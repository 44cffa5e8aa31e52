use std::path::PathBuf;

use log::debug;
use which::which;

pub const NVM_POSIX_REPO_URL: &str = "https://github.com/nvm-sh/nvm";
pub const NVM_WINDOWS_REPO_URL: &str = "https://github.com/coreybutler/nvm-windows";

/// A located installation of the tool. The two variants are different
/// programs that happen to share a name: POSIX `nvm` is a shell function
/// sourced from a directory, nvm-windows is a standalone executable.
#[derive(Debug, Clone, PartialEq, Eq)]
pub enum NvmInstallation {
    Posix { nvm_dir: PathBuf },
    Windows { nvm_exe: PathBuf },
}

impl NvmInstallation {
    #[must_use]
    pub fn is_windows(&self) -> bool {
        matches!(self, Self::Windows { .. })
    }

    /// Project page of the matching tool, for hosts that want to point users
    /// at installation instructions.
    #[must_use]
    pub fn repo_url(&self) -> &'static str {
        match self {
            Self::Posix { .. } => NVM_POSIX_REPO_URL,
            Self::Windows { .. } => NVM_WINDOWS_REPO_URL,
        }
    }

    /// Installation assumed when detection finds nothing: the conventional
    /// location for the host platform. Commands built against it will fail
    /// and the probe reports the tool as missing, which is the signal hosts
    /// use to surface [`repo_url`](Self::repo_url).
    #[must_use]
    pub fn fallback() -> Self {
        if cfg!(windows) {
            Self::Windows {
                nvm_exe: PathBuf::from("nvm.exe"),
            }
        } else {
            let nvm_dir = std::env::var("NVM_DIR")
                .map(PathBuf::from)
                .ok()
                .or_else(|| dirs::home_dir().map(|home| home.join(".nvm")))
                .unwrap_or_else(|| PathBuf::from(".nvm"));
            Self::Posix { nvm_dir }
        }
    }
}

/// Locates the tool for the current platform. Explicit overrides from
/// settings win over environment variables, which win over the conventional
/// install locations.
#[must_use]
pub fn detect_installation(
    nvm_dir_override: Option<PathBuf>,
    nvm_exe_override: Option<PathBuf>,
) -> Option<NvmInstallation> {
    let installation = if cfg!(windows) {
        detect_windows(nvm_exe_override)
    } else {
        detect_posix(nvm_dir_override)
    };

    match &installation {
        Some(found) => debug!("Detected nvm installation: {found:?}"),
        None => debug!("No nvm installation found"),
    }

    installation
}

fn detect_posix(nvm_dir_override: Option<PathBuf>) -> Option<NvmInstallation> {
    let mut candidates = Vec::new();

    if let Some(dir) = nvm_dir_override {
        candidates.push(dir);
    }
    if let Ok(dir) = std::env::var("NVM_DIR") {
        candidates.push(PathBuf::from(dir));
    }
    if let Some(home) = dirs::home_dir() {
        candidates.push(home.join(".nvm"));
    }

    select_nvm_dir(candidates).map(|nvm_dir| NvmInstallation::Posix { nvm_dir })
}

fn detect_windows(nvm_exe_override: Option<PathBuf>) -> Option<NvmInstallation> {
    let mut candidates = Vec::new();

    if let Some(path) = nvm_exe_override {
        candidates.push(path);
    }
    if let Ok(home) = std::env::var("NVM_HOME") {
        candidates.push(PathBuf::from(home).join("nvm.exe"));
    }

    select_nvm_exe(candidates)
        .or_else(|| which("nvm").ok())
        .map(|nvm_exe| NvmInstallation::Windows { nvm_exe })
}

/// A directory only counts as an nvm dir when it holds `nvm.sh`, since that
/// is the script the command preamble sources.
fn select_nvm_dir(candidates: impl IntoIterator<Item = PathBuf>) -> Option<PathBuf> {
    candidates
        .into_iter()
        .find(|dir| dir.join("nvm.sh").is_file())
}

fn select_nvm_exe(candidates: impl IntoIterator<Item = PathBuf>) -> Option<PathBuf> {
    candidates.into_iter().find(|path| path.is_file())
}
···
Could you write out, exactly as they stand, only the lines above that begin at the line with "pub const NVM_POSIX_REPO_URL: &str" and stop after the line with "pub enum NvmInstallation"?

pub const NVM_POSIX_REPO_URL: &str = "https://github.com/nvm-sh/nvm";
pub const NVM_WINDOWS_REPO_URL: &str = "https://github.com/coreybutler/nvm-windows";

/// A located installation of the tool. The two variants are different
/// programs that happen to share a name: POSIX `nvm` is a shell function
/// sourced from a directory, nvm-windows is a standalone executable.
#[derive(Debug, Clone, PartialEq, Eq)]
pub enum NvmInstallation {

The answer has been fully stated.